Newly launched Flamingo Finance, an interoperable cross-chain DeFi ecosystem based on Neo (NEO) blockchain, has introduced the staking of its token, FLM. In addition, its Mint Rush token distribution program commences its second iteration.
Good week for FLM: IEOs, listings, staking
Starting today, Sept. 30, FLM is added to the suite of staking assets. Previously, Flamingo supported a couple of synthetic assets associated with Neo (NEO), U.S. Dollar Tether (USDT), Bitcoin (BTC), Ethereum (ETH), Ontology Network Token (ONT) and Uniswap (UNI) governance token.
Staking for FLM is open now. Just claim and stake. No wrapping required for FLM.— Flamingo Finance (@FlamingoFinance) September 30, 2020
Mint Rush 2 distribution kicks in in less than 30 minutes. https://t.co/Bb8mVBw8Id
New assets can be claimed by Flamingo Users within Mint Rush 2, a second airdrop round organized by the protocol's team. According to the official announcement, Mint Rush 2 acts as a way of expressing gratitude to the community as well as an instrument to test in-protocol swap infrastructure.
FLM token was also distributed to its first users through two initial exchange offerings. Cryptocurrency enthusiasts were able to purchase it on Binance Launchpad and OKEx Jumpstart. Once IEO was finished, FLM was added to the Binance and OKEx trading instruments toolkits.
To leverage the massive interest in FLM, cryptocurrencies derivatives exchanges Binance Futures and FTX have added 50x USDT-margined perpetual contracts on FLM.

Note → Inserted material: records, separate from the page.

use crate::codec::Endian;
use crate::hash::ProbeArithmetic;
use serde::Deserialize;
use smol_str::SmolStr;
use std::ffi::OsString;
use std::path::{Path, PathBuf};

/// Configuration for [`Database::open_with_config`](super::Database::open_with_config).
#[derive(Debug, Clone, PartialEq, Eq, Deserialize)]
#[serde(default)]
pub struct DbConfig {
    /// Read the whole offset index into memory at open.
    ///
    /// When false the index file stays open and one entry is read per load.
    /// Default: true.
    pub preload_index: bool,

    /// Byte order of every integer in the three files. Default: big-endian.
    pub endian: Endian,

    /// Attribute compared against the queried name by `find_by_name`.
    /// Default: `"name"`.
    pub key_attribute: SmolStr,

    /// How the probe position is reduced between hash-file reads.
    pub probe: ProbeArithmetic,

    /// Give up a hash lookup after this many collisions. `None` probes until
    /// a match or an empty bucket, which is what well-formed hash files need.
    pub max_probes: Option<u32>,

    /// Largest field length accepted from a record's length prefix.
    /// Default: 1 GiB.
    pub max_field_len: u64,
}

impl Default for DbConfig {
    fn default() -> Self {
        Self {
            preload_index: true,
            endian: Endian::Big,
            key_attribute: SmolStr::new_inline("name"),
            probe: ProbeArithmetic::ByteOffset,
            max_probes: None,
            max_field_len: 1 << 30,
        }
    }
}

impl DbConfig {
    /// Parse a config from JSON. Missing fields keep their defaults.
    pub fn from_json(json: &str) -> Result<Self, serde_json::Error> {
        serde_json::from_str(json)
    }
}

/// The three files making up one database, derived from its base name.
#[derive(Debug, Clone, PartialEq, Eq)]
pub struct DbPaths {
    pub data: PathBuf,
    pub index: PathBuf,
    pub hash: PathBuf,
}

impl DbPaths {
    /// `base` is the data file; the index and hash files sit beside it as
    /// `<base>_idx` and `<base>_hash`.
    pub fn from_base(base: impl AsRef<Path>) -> Self {
        let data = base.as_ref().to_path_buf();
        Self {
            index: with_suffix(&data, "_idx"),
            hash: with_suffix(&data, "_hash"),
            data,
        }
    }
}

fn with_suffix(path: &Path, suffix: &str) -> PathBuf {
    let mut name = OsString::from(path.as_os_str());
    name.push(suffix);
    PathBuf::from(name)
}
// ─── Error ──────────────────────────────────────────────────────────────────
use smol_str::SmolStr;
use std::io;
use std::path::PathBuf;
use thiserror::Error;

/// Coarse classification of a [`DbError`], matching the four failure classes
/// callers of the flag-based API distinguish.
#[derive(Debug, Clone, Copy, PartialEq, Eq, Hash)]
pub enum ErrorKind {
    OpenFailure,
    OutOfRange,
    Corruption,
    NotFound,
}

#[derive(Debug, Error)]
pub enum DbError {
    #[error("cannot open database file {}: {source}", .path.display())]
    Open {
        path: PathBuf,
        #[source]
        source: io::Error,
    },
    #[error("database files not open")]
    Closed,
    #[error("record {ordinal} out of range (database holds {count} records)")]
    RecordOutOfRange { ordinal: u64, count: u64 },
    #[error("attribute {ordinal} out of range (schema has {count} attributes)")]
    AttributeOutOfRange { ordinal: usize, count: usize },
    #[error("no attribute named {0:?}")]
    UnknownAttribute(SmolStr),
    #[error("no record named {0:?}")]
    NoSuchRecord(String),
    #[error("record {ordinal} corrupted: {reason}")]
    CorruptRecord { ordinal: u64, reason: String },
    #[error("attribute {attribute:?} is not valid UTF-8: {source}")]
    InvalidUtf8 {
        attribute: SmolStr,
        #[source]
        source: std::str::Utf8Error,
    },
    #[error("corrupted header: {0}")]
    CorruptHeader(String),
    #[error("corrupted hash file at byte {position}: {reason}")]
    CorruptHash { position: u64, reason: String },
    #[error("io error: {0}")]
    Io(#[from] io::Error),
}

impl DbError {
    pub fn kind(&self) -> ErrorKind {
        match self {
            DbError::Open { .. } | DbError::Closed => ErrorKind::OpenFailure,
            DbError::RecordOutOfRange { .. } | DbError::AttributeOutOfRange { .. } => {
                ErrorKind::OutOfRange
            }
            DbError::UnknownAttribute(_) | DbError::NoSuchRecord(_) => ErrorKind::NotFound,
            DbError::CorruptRecord { .. }
            | DbError::InvalidUtf8 { .. }
            | DbError::CorruptHeader(_)
            | DbError::CorruptHash { .. }
            | DbError::Io(_) => ErrorKind::Corruption,
        }
    }

    pub(crate) fn open(path: impl Into<PathBuf>, source: io::Error) -> Self {
        DbError::Open {
            path: path.into(),
            source,
        }
    }
}

pub type Result<T, E = DbError> = std::result::Result<T, E>;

Flamingo Finance gains steam
On Sept. 25, the launch of the Flamingo Finance protocol was tarnished by a server failure that caused delays in Mint Rush token distribution. However, the product very quickly managed to get back on track and started to rise with meteoric speed.

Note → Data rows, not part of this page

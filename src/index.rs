use crate::codec::{self, Endian, WORD_SIZE};
use crate::error::{DbError, Result};
use log::{debug, warn};
use std::io::{Read, Seek, SeekFrom};

// ─── Offset Index ───────────────────────────────────────────────────────────

/// Record ordinal → byte offset of that record in the data file.
pub enum OffsetIndex<R> {
    /// Every entry read and swapped to host order at open.
    Preloaded(Vec<u64>),
    /// Entries read from the index stream on each lookup.
    OnDemand {
        stream: R,
        len: u64,
        endian: Endian,
    },
}

impl<R> OffsetIndex<R> {
    /// Number of records the index describes.
    #[inline]
    pub fn len(&self) -> u64 {
        match self {
            OffsetIndex::Preloaded(offsets) => offsets.len() as u64,
            OffsetIndex::OnDemand { len, .. } => *len,
        }
    }

    #[inline]
    pub fn is_empty(&self) -> bool {
        self.len() == 0
    }
}

impl<R: Read + Seek> OffsetIndex<R> {
    /// Load the whole index into memory. The stream is consumed and dropped.
    pub fn preload(mut stream: R, endian: Endian) -> Result<Self> {
        let len = entry_count(&mut stream)?;
        stream.seek(SeekFrom::Start(0))?;

        let mut raw = vec![0u8; (len * WORD_SIZE) as usize];
        stream.read_exact(&mut raw)?;
        let offsets = raw
            .chunks_exact(WORD_SIZE as usize)
            .map(|chunk| {
                let mut word = [0u8; 8];
                word.copy_from_slice(chunk);
                codec::decode_u64(word, endian)
            })
            .collect::<Vec<_>>();

        debug!("preloaded offset index with {len} entries");
        Ok(OffsetIndex::Preloaded(offsets))
    }

    /// Keep the stream and read one entry per lookup.
    pub fn on_demand(mut stream: R, endian: Endian) -> Result<Self> {
        let len = entry_count(&mut stream)?;
        debug!("using on-demand offset index with {len} entries");
        Ok(OffsetIndex::OnDemand {
            stream,
            len,
            endian,
        })
    }

    /// Byte offset of record `ordinal`. The caller has already checked
    /// `ordinal < len()`.
    pub fn offset_of(&mut self, ordinal: u64) -> Result<u64> {
        match self {
            OffsetIndex::Preloaded(offsets) => {
                offsets
                    .get(ordinal as usize)
                    .copied()
                    .ok_or(DbError::RecordOutOfRange {
                        ordinal,
                        count: offsets.len() as u64,
                    })
            }
            OffsetIndex::OnDemand {
                stream, endian, ..
            } => {
                stream.seek(SeekFrom::Start(ordinal * WORD_SIZE))?;
                codec::read_u64(stream, *endian).map_err(|e| DbError::CorruptRecord {
                    ordinal,
                    reason: format!("index entry unreadable: {e}"),
                })
            }
        }
    }
}

/// Whole entries in the stream; a trailing partial entry is ignored.
fn entry_count<R: Seek>(stream: &mut R) -> Result<u64> {
    let bytes = stream.seek(SeekFrom::End(0))?;
    if bytes % WORD_SIZE != 0 {
        warn!(
            "index file length {bytes} is not a multiple of {WORD_SIZE}; ignoring {} trailing bytes",
            bytes % WORD_SIZE
        );
    }
    Ok(bytes / WORD_SIZE)
}
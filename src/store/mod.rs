pub mod disk;
pub mod memory;
pub mod postgres;

use crate::core::store::NavStore;
use anyhow::{Result, bail};
use disk::FjallNavStore;
use memory::MemoryNavStore;
use postgres::PgNavStore;
use std::path::PathBuf;
use std::str::FromStr;
use std::sync::Arc;
use tracing::debug;

/// Where the NAV table lives, parsed from the `db_connection` setting.
#[derive(Debug, Clone, PartialEq, Eq)]
pub enum StoreLocation {
    Postgres(String),
    Fjall(PathBuf),
    Memory,
}

impl FromStr for StoreLocation {
    type Err = anyhow::Error;

    fn from_str(s: &str) -> Result<Self, Self::Err> {
        let s = s.trim();
        if s.starts_with("postgres://") || s.starts_with("postgresql://") {
            Ok(StoreLocation::Postgres(s.to_string()))
        } else if let Some(path) = s.strip_prefix("fjall://") {
            if path.is_empty() {
                bail!("fjall store location needs a directory, e.g. fjall:///var/lib/navsync");
            }
            Ok(StoreLocation::Fjall(PathBuf::from(path)))
        } else if s == "memory://" {
            Ok(StoreLocation::Memory)
        } else {
            bail!(
                "Unsupported db_connection '{}', expected postgres://, fjall:// or memory://",
                redact(s)
            )
        }
    }
}

/// Drops anything that looks like credentials before a connection string is
/// shown to the user.
fn redact(connection: &str) -> String {
    match connection.split_once('@') {
        Some((_, host)) => format!("***@{host}"),
        None => connection.to_string(),
    }
}

/// Opens the store for a location.
pub async fn open_store(location: &StoreLocation) -> Result<Arc<dyn NavStore>> {
    debug!(store = %location_label(location), "Opening NAV store");
    Ok(match location {
        StoreLocation::Postgres(url) => Arc::new(PgNavStore::connect(url).await?),
        StoreLocation::Fjall(path) => Arc::new(FjallNavStore::open(path)?),
        StoreLocation::Memory => Arc::new(MemoryNavStore::new()),
    })
}

pub fn location_label(location: &StoreLocation) -> String {
    match location {
        StoreLocation::Postgres(url) => redact(url),
        StoreLocation::Fjall(path) => format!("fjall://{}", path.display()),
        StoreLocation::Memory => "memory://".to_string(),
    }
}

It took only three days for Flamingo Finance to surpass the $1.6 bln level in total value locked while the first billion in TVL had been achieved by the protocol in 24 hours.

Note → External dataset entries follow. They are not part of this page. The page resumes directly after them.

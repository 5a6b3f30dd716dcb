pub mod cli;
pub mod core;
pub mod providers;
pub mod store;

use crate::core::config::AppConfig;
use crate::core::lock::RunLock;
use crate::core::nav::FetchMode;
use crate::providers::MfApiProvider;
use anyhow::Result;
use tracing::{debug, info};

pub enum AppCommand {
    Sync { full: bool },
    Load,
    Export,
    Run,
}

impl AppCommand {
    /// Commands that write to the store hold the run lock.
    fn writes_store(&self) -> bool {
        !matches!(self, AppCommand::Export)
    }
}

pub async fn run_command(command: AppCommand, config_path: Option<&str>) -> Result<()> {
    info!("navsync starting...");

    let config = match config_path {
        Some(path) => AppConfig::load_from_path(path)?,
        None => AppConfig::load()?,
    };
    let location = config.store_location()?;
    debug!(
        funds = config.funds.len(),
        store = %store::location_label(&location),
        reports = config.reports.len(),
        "Loaded config"
    );

    let _lock = if command.writes_store() {
        Some(RunLock::acquire(&config.lock_file_path()?)?)
    } else {
        None
    };

    let store = store::open_store(&location).await?;
    let provider = MfApiProvider::new(&config.api_base_url, config.request_timeout())?;

    match command {
        AppCommand::Sync { full } => {
            let mode = if full {
                FetchMode::FullHistory
            } else {
                FetchMode::LatestOnly
            };
            cli::sync::run(&provider, store.as_ref(), &config, mode)
                .await
                .map(|_| ())
        }
        AppCommand::Load => cli::load::run(&provider, store.as_ref(), &config).await,
        AppCommand::Export => cli::export::run(store.as_ref(), &config).await.map(|_| ()),
        AppCommand::Run => cli::run::run(&provider, store.as_ref(), &config).await,
    }
}
use anyhow::Result;
use clap::{CommandFactory, Parser, Subcommand};
use navsync::cli::setup::setup;
use navsync::core::log::init_logging;

#[derive(Parser)]
#[command(version, about)]
struct Cli {
    /// Enable verbose logging
    #[arg(short, long, global = true)]
    verbose: bool,

    /// Path to optional configuration file
    #[arg(short, long, global = true)]
    config_path: Option<String>,

    #[command(subcommand)]
    command: Option<Commands>,
}

#[derive(Subcommand)]
enum Commands {
    /// Create default configuration
    Setup,
    /// Append new NAV records for every configured fund
    Sync {
        /// Request full history instead of the latest NAV
        #[arg(long)]
        full: bool,
    },
    /// Delete all stored NAV records and reload full history
    Load,
    /// Write the master table snapshots from the store
    Export,
    /// Run the daily pipeline: sync, export and report stages
    Run,
}

impl From<Commands> for navsync::AppCommand {
    fn from(cmd: Commands) -> navsync::AppCommand {
        match cmd {
            Commands::Sync { full } => navsync::AppCommand::Sync { full },
            Commands::Load => navsync::AppCommand::Load,
            Commands::Export => navsync::AppCommand::Export,
            Commands::Run => navsync::AppCommand::Run,
            Commands::Setup => unreachable!("Setup command should be handled separately"),
        }
    }
}

#[tokio::main]
async fn main() -> Result<()> {
    let cli = Cli::parse();

    init_logging(cli.verbose);

    let result = match cli.command {
        Some(Commands::Setup) => match cli.config_path.as_deref() {
            Some(path) => navsync::cli::setup::setup_at_path(path),
            None => setup(),
        },
        Some(cmd) => navsync::run_command(cmd.into(), cli.config_path.as_deref()).await,
        None => {
            Cli::command().print_help()?;
            Ok(())
        }
    };

    if let Err(e) = &result {
        tracing::error!(error = %e, "Application failed");
    }
    result
}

According to Neo founder Da Hongfei, Flamingo Finance has already established itself as the largest "non-Ethereum" DeFi. Also, Mr. Da highlights the project's cross-chain interoperability as one of its most striking features.
The interoperability allowed Flamingo to lift a portion of its liquidity from UniswapV2, the most popular Ethereum-based DEX. However, this process is far less impressive than SushiSwap's (SUSHI) "vampire attack."
As CryptoComes previously reported, the infamous SushiSwap (SUSHI) drained 70 percent of Uniswap's liquidity, or $1.3 bln, in less than 48 hours.